__Required action__:
Among the lines listed below, count those that include the string "errors", and state only the count.

(Beginning of Data in this exercise)

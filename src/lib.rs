//! Legacy int 10h / VBE shim for GOP-only UEFI firmware.
//!
//! Synthesizes a one-mode VESA BIOS in the legacy video ROM window and points
//! the real-mode IVT at it, so loaders that still call int 10h keep working.
#![cfg_attr(not(test), no_std)]
#![allow(unsafe_op_in_unsafe_fn)]

pub mod adapter;
pub mod config;
pub mod handler;
pub mod installer;
pub mod ivt;
pub mod phys;
pub mod protect;
pub mod rom;
pub mod vbe;

#[cfg(target_os = "uefi")]
pub mod platform;

#[cfg(test)]
mod fake;

pub use adapter::{AdapterLocator, AdapterPresence, GraphicsServices, PixelFormat, VideoMode};
pub use installer::{
    InstallFailure, InstallOutcome, InstallStep, Platform, ShimContext, ShimInstaller,
};
pub use protect::{MemoryRegion, Protection, ProtectionController, ProtectionStrategy};
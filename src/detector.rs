use serde::{Deserialize, Serialize};

use crate::error::{CaptureError, CaptureResult};
use crate::sample::Sample;

/// Result of observing an accepted sample
#[derive(Debug, Clone, Copy, PartialEq, Serialize, Deserialize)]
pub struct Detection {
    /// Magnitude of the filtered sample
    pub magnitude: f64,
    /// Magnitude rounded to 2 decimals, for display
    pub display_magnitude: f64,
    /// 1 if this sample completed a rising edge, else 0
    pub event_count_delta: u32,
}

/// Counts rising-edge motion events ("steps") in high-pass filtered samples.
///
/// Samples below the noise threshold are ignored entirely. The first accepted
/// sample only seeds the previous magnitude. After that an event is counted
/// when the magnitude rises by more than `edge_delta` while the filtered x axis
/// is positive; negative x impulses never count.
pub struct EventDetector {
    threshold: f64,
    edge_delta: f64,
    last_magnitude: Option<f64>,
    event_count: u64,
}

impl EventDetector {
    pub fn new(threshold: f64, edge_delta: f64) -> CaptureResult<Self> {
        if !(threshold >= 0.0) || !(edge_delta >= 0.0) {
            return Err(CaptureError::InvalidConfig(format!(
                "threshold and edge_delta must be non-negative, got {} / {}",
                threshold, edge_delta
            )));
        }
        Ok(Self {
            threshold,
            edge_delta,
            last_magnitude: None,
            event_count: 0,
        })
    }

    /// Observe one filtered sample. Returns `None` when the sample is below
    /// the threshold and must be neither displayed nor recorded.
    pub fn observe(&mut self, filtered: &Sample) -> Option<Detection> {
        let magnitude = filtered.magnitude();

        if magnitude < self.threshold {
            return None;
        }

        let mut delta = 0;
        if let Some(last) = self.last_magnitude {
            if last < magnitude && filtered.x > 0.0 && (last - magnitude).abs() > self.edge_delta
            {
                self.event_count += 1;
                delta = 1;
                log::debug!(
                    "event #{} at {} ms: {:.3} -> {:.3}",
                    self.event_count,
                    filtered.timestamp_ms,
                    last,
                    magnitude
                );
            }
        }
        self.last_magnitude = Some(magnitude);

        Some(Detection {
            magnitude,
            display_magnitude: round_to_hundredths(magnitude),
            event_count_delta: delta,
        })
    }

    pub fn event_count(&self) -> u64 {
        self.event_count
    }

    pub fn last_magnitude(&self) -> Option<f64> {
        self.last_magnitude
    }

    pub fn reset(&mut self) {
        self.last_magnitude = None;
        self.event_count = 0;
    }
}

fn round_to_hundredths(value: f64) -> f64 {
    (value * 100.0).round() / 100.0
}

#[cfg(test)]
mod tests {
    use super::*;

    fn detector() -> EventDetector {
        EventDetector::new(0.06, 0.5).unwrap()
    }

    fn along_x(x: f32) -> Sample {
        Sample::new(x, 0.0, 0.0, 0)
    }

    #[test]
    fn test_below_threshold_is_rejected_without_state_change() {
        let mut det = detector();
        det.observe(&along_x(1.0)).unwrap();

        assert!(det.observe(&Sample::new(0.03, 0.03, 0.0, 0)).is_none());
        assert_eq!(det.last_magnitude(), Some(1.0));
        assert_eq!(det.event_count(), 0);
    }

    #[test]
    fn test_first_accepted_sample_never_counts() {
        let mut det = detector();
        let detection = det.observe(&along_x(5.0)).unwrap();
        assert_eq!(detection.event_count_delta, 0);
        assert_eq!(det.event_count(), 0);
        assert_eq!(det.last_magnitude(), Some(5.0));
    }

    #[test]
    fn test_rising_edges_count_n_minus_one() {
        let mut det = detector();
        for i in 0..10 {
            det.observe(&along_x(1.0 + i as f32)).unwrap();
        }
        assert_eq!(det.event_count(), 9);
    }

    #[test]
    fn test_small_rise_does_not_count() {
        let mut det = detector();
        det.observe(&along_x(1.0)).unwrap();
        let detection = det.observe(&along_x(1.4)).unwrap();
        assert_eq!(detection.event_count_delta, 0);
        // the magnitude is still tracked
        assert!((det.last_magnitude().unwrap() - 1.4).abs() < 1e-6);
    }

    #[test]
    fn test_negative_x_rise_is_ignored() {
        let mut det = detector();
        det.observe(&along_x(-1.0)).unwrap();
        det.observe(&along_x(-3.0)).unwrap();
        assert_eq!(det.event_count(), 0);

        // same rise with positive x counts
        det.observe(&along_x(5.0)).unwrap();
        assert_eq!(det.event_count(), 1);
    }

    #[test]
    fn test_falling_magnitude_does_not_count() {
        let mut det = detector();
        det.observe(&along_x(3.0)).unwrap();
        det.observe(&along_x(1.0)).unwrap();
        assert_eq!(det.event_count(), 0);
    }

    #[test]
    fn test_display_magnitude_rounded() {
        let mut det = detector();
        let detection = det.observe(&Sample::new(0.3, 0.4, 0.0, 0)).unwrap();
        assert_eq!(detection.display_magnitude, 0.5);

        let detection = det.observe(&along_x(1.23456)).unwrap();
        assert_eq!(detection.display_magnitude, 1.23);
    }

    #[test]
    fn test_reset_restores_sentinel() {
        let mut det = detector();
        det.observe(&along_x(1.0)).unwrap();
        det.observe(&along_x(2.0)).unwrap();
        det.reset();
        assert_eq!(det.event_count(), 0);
        assert_eq!(det.last_magnitude(), None);
    }
}
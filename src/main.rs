use anyhow::Result;
use clap::Parser;
use std::path::PathBuf;
use tokio::sync::mpsc;
use tokio::time::Duration;

use event_logger::runner::run_session;
use event_logger::sensors;
use event_logger::{
    CaptureConfig, CaptureSession, DirectorySink, LogDisplay, LogOnlySink, LogSink, SensorEvent,
    SystemClock,
};

#[derive(Parser, Debug)]
#[command(name = "event_logger")]
#[command(about = "Timed accelerometer/magnetometer capture with step counting", long_about = None)]
struct Args {
    /// JSON config file (fields not given keep their defaults)
    #[arg(long, value_name = "FILE")]
    config: Option<PathBuf>,

    /// Countdown before recording, in milliseconds
    #[arg(long)]
    countdown_ms: Option<u64>,

    /// Recording window, in milliseconds
    #[arg(long)]
    capture_ms: Option<u64>,

    /// Timer tick interval, in milliseconds
    #[arg(long)]
    tick_ms: Option<u64>,

    /// Period of the simulated sensors, in milliseconds
    #[arg(long, default_value = "5")]
    sample_period_ms: u64,

    /// Output directory for the CSV logs
    #[arg(long, default_value = "event_logs")]
    output_dir: PathBuf,

    /// Log the hand-off instead of writing files
    #[arg(long)]
    dry_run: bool,
}

#[tokio::main]
async fn main() -> Result<()> {
    env_logger::Builder::from_env(env_logger::Env::default().default_filter_or("info")).init();
    let args = Args::parse();

    let mut config = match &args.config {
        Some(path) => CaptureConfig::load(path)?,
        None => CaptureConfig::default(),
    };
    if let Some(ms) = args.countdown_ms {
        config.countdown_ms = ms;
    }
    if let Some(ms) = args.capture_ms {
        config.capture_ms = ms;
    }
    if let Some(ms) = args.tick_ms {
        config.tick_interval_ms = ms;
    }
    config.validate()?;

    log::info!("Event Logger starting");
    log::info!("  Countdown: {} ms", config.countdown_ms);
    log::info!("  Capture: {} ms", config.capture_ms);
    log::info!("  Output Dir: {}", args.output_dir.display());

    let sink: Box<dyn LogSink + Send> = if args.dry_run {
        Box::new(LogOnlySink)
    } else {
        Box::new(DirectorySink::new(&args.output_dir))
    };
    let tick_every = config.tick_interval();
    let mut session = CaptureSession::new(config, sink, Box::new(LogDisplay), Box::new(SystemClock))?;

    // Single queue for both sensors; the session loop is its only consumer
    let (tx, rx) = mpsc::channel::<SensorEvent>(500);
    let period = Duration::from_millis(args.sample_period_ms.max(1));
    let step_every = (500 / args.sample_period_ms.max(1)).max(1);
    let accel_handle = tokio::spawn(sensors::accel_loop(tx.clone(), period, step_every));
    let mag_handle = tokio::spawn(sensors::magnetometer_loop(tx.clone(), period));
    drop(tx);

    let shutdown = async {
        if tokio::signal::ctrl_c().await.is_err() {
            std::future::pending::<()>().await;
        }
    };

    let summary = run_session(&mut session, rx, tick_every, shutdown).await?;
    accel_handle.abort();
    mag_handle.abort();

    if !args.dry_run {
        std::fs::create_dir_all(&args.output_dir)?;
        let status_path = args.output_dir.join("capture_status.json");
        session.status().save(&status_path)?;
    }

    println!("\n=== Session Summary ===");
    match summary {
        Some(summary) => {
            println!("Steps detected: {}", summary.event_count);
            println!(
                "Acceleration records: {} ({})",
                summary.acceleration_records, summary.acceleration_file
            );
            println!(
                "Magnetic records: {} ({})",
                summary.magnetic_records, summary.magnetic_file
            );
        }
        None => println!("Session ended without recording"),
    }

    Ok(())
}
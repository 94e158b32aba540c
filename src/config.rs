use serde::{Deserialize, Serialize};
use std::path::Path;
use std::time::Duration;

use crate::error::{CaptureError, CaptureResult};

/// Upper bound on the initial capacity of each log sequence
pub const MAX_LOG_CAPACITY: usize = 1_000_000;

/// Tunables for one capture session.
///
/// Every field has a default, so a JSON file only needs to name the values
/// it changes.
#[derive(Debug, Clone, PartialEq, Serialize, Deserialize)]
#[serde(default)]
pub struct CaptureConfig {
    /// Smoothing constant of the gravity estimate (0.8 = slow tracking)
    pub alpha: f32,
    /// Minimum filtered magnitude for a sample to be accepted
    pub threshold: f64,
    /// Minimum magnitude jump between accepted samples to count an event
    pub edge_delta: f64,
    /// Countdown before recording starts
    pub countdown_ms: u64,
    /// Length of the recording window
    pub capture_ms: u64,
    /// Delay between timer ticks
    pub tick_interval_ms: u64,
    /// Initial capacity of each log sequence
    pub log_capacity: usize,
}

impl Default for CaptureConfig {
    fn default() -> Self {
        Self {
            alpha: 0.8,
            threshold: 0.06,
            edge_delta: 0.5,
            countdown_ms: 10_000,
            capture_ms: 10_000,
            tick_interval_ms: 10,
            log_capacity: 500,
        }
    }
}

impl CaptureConfig {
    /// Load a config from a JSON file. Missing fields keep their defaults.
    pub fn load(path: impl AsRef<Path>) -> CaptureResult<Self> {
        let text = std::fs::read_to_string(path.as_ref()).map_err(|e| {
            CaptureError::Config(format!("{}: {}", path.as_ref().display(), e))
        })?;
        let config: CaptureConfig = serde_json::from_str(&text)?;
        config.validate()?;
        Ok(config)
    }

    pub fn validate(&self) -> CaptureResult<()> {
        if !(0.0..1.0).contains(&self.alpha) {
            return Err(CaptureError::InvalidConfig(format!(
                "alpha must be in [0, 1), got {}",
                self.alpha
            )));
        }
        if !(self.threshold >= 0.0) {
            return Err(CaptureError::InvalidConfig(format!(
                "threshold must be non-negative, got {}",
                self.threshold
            )));
        }
        if !(self.edge_delta >= 0.0) {
            return Err(CaptureError::InvalidConfig(format!(
                "edge_delta must be non-negative, got {}",
                self.edge_delta
            )));
        }
        if self.countdown_ms == 0 {
            return Err(CaptureError::InvalidConfig(
                "countdown_ms must be positive".to_string(),
            ));
        }
        if self.capture_ms == 0 {
            return Err(CaptureError::InvalidConfig(
                "capture_ms must be positive".to_string(),
            ));
        }
        if self.tick_interval_ms == 0 {
            return Err(CaptureError::InvalidConfig(
                "tick_interval_ms must be positive".to_string(),
            ));
        }
        if self.log_capacity > MAX_LOG_CAPACITY {
            return Err(CaptureError::InvalidConfig(format!(
                "log_capacity must be at most {}, got {}",
                MAX_LOG_CAPACITY, self.log_capacity
            )));
        }
        Ok(())
    }

    pub fn countdown(&self) -> Duration {
        Duration::from_millis(self.countdown_ms)
    }

    pub fn capture(&self) -> Duration {
        Duration::from_millis(self.capture_ms)
    }

    pub fn tick_interval(&self) -> Duration {
        Duration::from_millis(self.tick_interval_ms)
    }
}
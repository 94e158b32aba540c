use serde::{Deserialize, Serialize};
use std::fs;
use std::path::Path;

use crate::timer::Phase;

/// Point-in-time snapshot of a capture session
#[derive(Debug, Clone, PartialEq, Serialize, Deserialize)]
pub struct CaptureStatus {
    pub phase: Phase,
    pub event_count: u64,
    pub acceleration_records: usize,
    pub magnetic_records: usize,
    // Last values sent to the display
    pub display_magnitude: Option<f64>,
    pub clock: Option<String>,
    pub recording_ms: u64,
    pub stopped: bool,
}

impl CaptureStatus {
    pub fn save(&self, path: impl AsRef<Path>) -> std::io::Result<()> {
        let json = serde_json::to_string_pretty(self)?;
        fs::write(path, json)?;
        Ok(())
    }
}

#[cfg(test)]
mod tests {
    use super::*;

    #[test]
    fn test_status_json() {
        let status = CaptureStatus {
            phase: Phase::Recording,
            event_count: 3,
            acceleration_records: 120,
            magnetic_records: 140,
            display_magnitude: Some(1.25),
            clock: Some("0:04:250".to_string()),
            recording_ms: 4250,
            stopped: false,
        };

        let json = serde_json::to_string_pretty(&status).unwrap();
        assert!(json.contains("\"Recording\""));
        assert!(json.contains("0:04:250"));

        let back: CaptureStatus = serde_json::from_str(&json).unwrap();
        assert_eq!(back, status);
    }
}
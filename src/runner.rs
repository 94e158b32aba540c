use tokio::sync::mpsc::Receiver;
use tokio::time::{interval, Duration, MissedTickBehavior};

use crate::error::CaptureResult;
use crate::sample::SensorEvent;
use crate::session::{CaptureSession, SessionSummary, TickOutcome};

/// Drive one session to completion.
///
/// Timer ticks and sensor events are handled in a single loop, so the
/// session state is only ever touched from here. Returns the summary once the
/// session has stopped, either because the capture window elapsed or because
/// `shutdown` resolved first.
pub async fn run_session<F>(
    session: &mut CaptureSession,
    mut events: Receiver<SensorEvent>,
    tick_every: Duration,
    shutdown: F,
) -> CaptureResult<Option<SessionSummary>>
where
    F: std::future::Future<Output = ()>,
{
    session.start()?;

    let mut ticker = interval(tick_every);
    ticker.set_missed_tick_behavior(MissedTickBehavior::Skip);
    tokio::pin!(shutdown);
    let mut sensors_open = true;

    loop {
        tokio::select! {
            _ = ticker.tick() => {
                match session.tick() {
                    TickOutcome::Stopped(summary) => return Ok(Some(summary)),
                    TickOutcome::Inactive => return Ok(None),
                    TickOutcome::Running(_) => {}
                }
            }
            event = events.recv(), if sensors_open => {
                match event {
                    Some(event) => {
                        session.ingest_arrival(event.kind, event.sample);
                    }
                    None => {
                        log::warn!("sensor channel closed, continuing on timer only");
                        sensors_open = false;
                    }
                }
            }
            _ = &mut shutdown => {
                log::info!("shutdown requested");
                return Ok(session.stop());
            }
        }
    }
}
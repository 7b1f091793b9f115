use crate::errors::RequestError;

/// Handler invoked with the error of a failed request.
pub type FailHandler = Box<dyn Fn(&RequestError) + Send + Sync>;
/// Handler invoked once a request settled,
/// no matter its outcome.
pub type FinallyHandler = Box<dyn Fn() + Send + Sync>;

/// Configuration for a single request.
///
/// A handler given here overrides the client's default
/// config for this request only. A handler left as `None`
/// falls back to the client's default config, there is
/// no merging beyond that.
#[derive(Default)]
pub struct RequestConfig {
    /// Invoked when the request fails.
    pub on_fail: Option<FailHandler>,
    /// Invoked after success or failure handling completed.
    pub finally: Option<FinallyHandler>,
}

/// Configuration for a single request that submits a model
/// ([`create`](crate::client::ResourceClient::create) &
/// [`update`](crate::client::ResourceClient::update)).
#[derive(Default)]
pub struct ModelRequestConfig {
    /// The request configuration shared with all operations.
    pub request: RequestConfig,
    /// If `true`, the success continuation receives the submitted
    /// model instead of the decoded server response.
    pub cb_with_model: bool,
}
use std::sync::{
    atomic::{AtomicUsize, Ordering},
    Arc,
};

use super::types::{econ, MockHttp, SchoolClass};
use crate::{client::ResourceClient, config::RequestConfig, errors::RequestError};

#[test]
fn invokes_continuation_with_decoded_item() {
    pollster::block_on(async {
        let http = Arc::new(MockHttp::default());
        http.push_ok(&econ());
        let classes = ResourceClient::<SchoolClass>::new(http.clone(), "classes");

        let mut got = None;
        classes.get(3, |item| got = Some(item), None).await;

        assert_eq!(got, Some(econ()));
        let calls = http.calls.lock().unwrap();
        assert_eq!(calls.len(), 1);
        assert_eq!(calls[0].verb, "GET");
        assert_eq!(calls[0].path, "classes/3");
    });
}

#[test]
fn call_config_without_fail_handler_falls_back_to_instance_level() {
    pollster::block_on(async {
        let http = Arc::new(MockHttp::default());
        http.push_err(RequestError::Status(404));

        let failures = Arc::new(AtomicUsize::new(0));
        let counted = failures.clone();
        let mut classes = ResourceClient::<SchoolClass>::new(http, "classes");
        classes.default_config.on_fail = Some(Box::new(move |_| {
            counted.fetch_add(1, Ordering::SeqCst);
        }));

        // A per-call config that only overrides `finally`.
        let config = RequestConfig {
            finally: Some(Box::new(|| ())),
            ..Default::default()
        };
        classes
            .get(
                3,
                |_| panic!("continuation must not run on failure"),
                Some(&config),
            )
            .await;

        assert_eq!(failures.load(Ordering::SeqCst), 1);
    });
}
//! Request context: the upstream request plus everything a tier needs to serve it.
//!
//! # Responsibilities
//! - Rewrite the incoming URL onto the configured origin
//! - Strip tracking parameters so they never fragment cache keys
//! - Derive the edge key and the object key
//! - Produce copies for background retries (attempt counter, user agent)
//!
//! # Design Decisions
//! - Contexts are never mutated once built; a retry is a new context
//! - The lifecycle is shared so background work of a retry still counts
//!   toward the request that triggered it

use axum::http::{header, HeaderMap, HeaderName, HeaderValue, Method, Uri};
use bytes::Bytes;
use std::sync::Arc;
use thiserror::Error;
use url::{form_urlencoded, Url};

use crate::config::{OriginConfig, ProxyConfig};
use crate::lifecycle::Lifecycle;

#[derive(Debug, Error)]
pub enum ContextError {
    #[error("missing required configuration: {0}")]
    Configuration(&'static str),

    #[error("cannot build upstream URL {url}: {source}")]
    InvalidUrl {
        url: String,
        #[source]
        source: url::ParseError,
    },
}

/// Request as it will be sent upstream.
#[derive(Debug, Clone)]
pub struct ForwardRequest {
    pub method: Method,
    pub url: Url,
    pub headers: HeaderMap,
    pub body: Bytes,
}

impl ForwardRequest {
    /// Rewrite an incoming request onto the origin, keeping path and query.
    pub fn to_origin(
        method: Method,
        uri: &Uri,
        headers: HeaderMap,
        body: Bytes,
        origin: &OriginConfig,
    ) -> Result<Self, ContextError> {
        if origin.host.is_empty() {
            return Err(ContextError::Configuration("origin.host"));
        }
        if origin.protocol.is_empty() {
            return Err(ContextError::Configuration("origin.protocol"));
        }

        let path_and_query = uri.path_and_query().map(|pq| pq.as_str()).unwrap_or("/");
        let raw = format!(
            "{}://{}:{}{}",
            origin.protocol, origin.host, origin.port, path_and_query
        );
        let url = Url::parse(&raw).map_err(|source| ContextError::InvalidUrl { url: raw, source })?;

        Ok(Self {
            method,
            url,
            headers,
            body,
        })
    }

    /// Remove every query parameter named in `params`.
    pub fn strip_params(&mut self, params: &[String]) {
        let present = self
            .url
            .query_pairs()
            .any(|(key, _)| params.iter().any(|p| p.as_str() == key));
        if !present {
            return;
        }

        let kept: Vec<(String, String)> = self
            .url
            .query_pairs()
            .filter(|(key, _)| !params.iter().any(|p| p.as_str() == key))
            .map(|(k, v)| (k.into_owned(), v.into_owned()))
            .collect();

        if kept.is_empty() {
            self.url.set_query(None);
        } else {
            self.url.query_pairs_mut().clear().extend_pairs(kept);
        }
    }

    /// First value of a query parameter, if present and non-empty.
    pub fn query_param(&self, name: &str) -> Option<String> {
        self.url
            .query_pairs()
            .find(|(key, _)| key == name)
            .map(|(_, value)| value.into_owned())
            .filter(|value| !value.is_empty())
    }

    pub fn header(&self, name: &HeaderName) -> Option<&str> {
        self.headers.get(name).and_then(|v| v.to_str().ok())
    }

    /// Path plus query, for logs.
    pub fn resource(&self) -> String {
        match self.url.query() {
            Some(query) => format!("{}?{}", self.url.path(), query),
            None => self.url.path().to_string(),
        }
    }
}

/// Everything a tier sees about one request pass.
#[derive(Debug, Clone)]
pub struct RequestContext {
    pub request: ForwardRequest,
    pub config: Arc<ProxyConfig>,
    pub lifecycle: Lifecycle,
    pub request_id: String,
    /// 0 for the client's pass, then 1, 2, ... for background refreshes.
    pub attempt: usize,
}

impl RequestContext {
    /// Build the context for an incoming render request.
    pub fn from_parts(
        method: Method,
        uri: &Uri,
        headers: HeaderMap,
        config: Arc<ProxyConfig>,
        lifecycle: Lifecycle,
    ) -> Result<Self, ContextError> {
        let request_id = headers
            .get(crate::http::X_REQUEST_ID)
            .and_then(|v| v.to_str().ok())
            .unwrap_or("unknown")
            .to_string();

        let mut request = ForwardRequest::to_origin(method, uri, headers, Bytes::new(), &config.origin)?;
        request.strip_params(&config.origin.tracking_params);

        Ok(Self {
            request,
            config,
            lifecycle,
            request_id,
            attempt: 0,
        })
    }

    /// Key of the shared edge cache: the normalized upstream URL.
    pub fn edge_key(&self) -> String {
        self.request.url.to_string()
    }

    /// Key of the object store:
    /// `{hostname}{prefix}{path}/{sorted query}` with `?`, `&`, `=` turned
    /// into `/` and one trailing `/` removed.
    pub fn object_key(&self) -> String {
        let url = &self.request.url;
        let mut pairs: Vec<(String, String)> = url
            .query_pairs()
            .map(|(k, v)| (k.into_owned(), v.into_owned()))
            .collect();
        pairs.sort_by(|a, b| a.0.cmp(&b.0));
        let query = form_urlencoded::Serializer::new(String::new())
            .extend_pairs(pairs)
            .finish();

        let raw = format!(
            "{}{}{}/{}",
            url.host_str().unwrap_or_default(),
            self.config.cache.object_key_prefix,
            url.path(),
            query
        );
        let key = raw.replace(['?', '&', '='], "/");
        match key.strip_suffix('/') {
            Some(trimmed) => trimmed.to_string(),
            None => key,
        }
    }

    /// Copy for a background refresh, identifying as `user_agent`.
    pub fn for_retry(&self, user_agent: &str) -> Self {
        let mut retry = self.clone();
        match HeaderValue::from_str(user_agent) {
            Ok(value) => {
                retry.request.headers.insert(header::USER_AGENT, value);
            }
            Err(_) => {
                tracing::warn!(user_agent = %user_agent, "Invalid retry user agent, keeping client's");
            }
        }
        retry
    }

    /// Same request, next attempt number.
    pub fn next_attempt(self) -> Self {
        Self {
            attempt: self.attempt + 1,
            ..self
        }
    }

    pub fn user_agent(&self) -> Option<&str> {
        self.request.header(&header::USER_AGENT)
    }
}

#[cfg(test)]
mod tests {
    use super::*;

    fn context(uri: &str, config: ProxyConfig) -> RequestContext {
        let uri: Uri = uri.parse().unwrap();
        RequestContext::from_parts(
            Method::GET,
            &uri,
            HeaderMap::new(),
            Arc::new(config),
            Lifecycle::new(),
        )
        .unwrap()
    }

    #[test]
    fn test_rewrites_onto_origin() {
        let ctx = context("/es/home?a=1", ProxyConfig::default());
        assert_eq!(ctx.request.url.as_str(), "http://localhost:3000/es/home?a=1");
        assert_eq!(ctx.request.resource(), "/es/home?a=1");
    }

    #[test]
    fn test_strips_tracking_params() {
        let ctx = context("/p?utm_source=x&id=7&gclid=abc", ProxyConfig::default());
        assert_eq!(ctx.request.url.query(), Some("id=7"));

        let ctx = context("/p?utm_source=x&fbclid=y", ProxyConfig::default());
        assert_eq!(ctx.request.url.query(), None);
    }

    #[test]
    fn test_object_key() {
        let mut config = ProxyConfig::default();
        config.cache.object_key_prefix = "/v1".to_string();

        let ctx = context("/es/home?b=2&a=1", config.clone());
        assert_eq!(ctx.object_key(), "localhost/v1/es/home/a/1/b/2");

        let ctx = context("/es/home", config);
        assert_eq!(ctx.object_key(), "localhost/v1/es/home");
    }

    #[test]
    fn test_object_key_ignores_query_order() {
        let config = ProxyConfig::default();
        let a = context("/p?x=1&y=2", config.clone());
        let b = context("/p?y=2&x=1", config);
        assert_eq!(a.object_key(), b.object_key());
    }

    #[test]
    fn test_missing_origin_host() {
        let mut config = ProxyConfig::default();
        config.origin.host = String::new();
        let uri: Uri = "/".parse().unwrap();

        let result = RequestContext::from_parts(
            Method::GET,
            &uri,
            HeaderMap::new(),
            Arc::new(config),
            Lifecycle::new(),
        );
        assert!(matches!(result, Err(ContextError::Configuration("origin.host"))));
    }

    #[test]
    fn test_retry_copy() {
        let ctx = context("/p", ProxyConfig::default());
        let retry = ctx.for_retry("Googlebot").next_attempt();

        assert_eq!(retry.attempt, 1);
        assert_eq!(retry.user_agent(), Some("Googlebot"));
        assert_eq!(ctx.attempt, 0);
        assert_eq!(ctx.user_agent(), None);
    }
}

(End of Data in this exercise)

__Finished task__:
2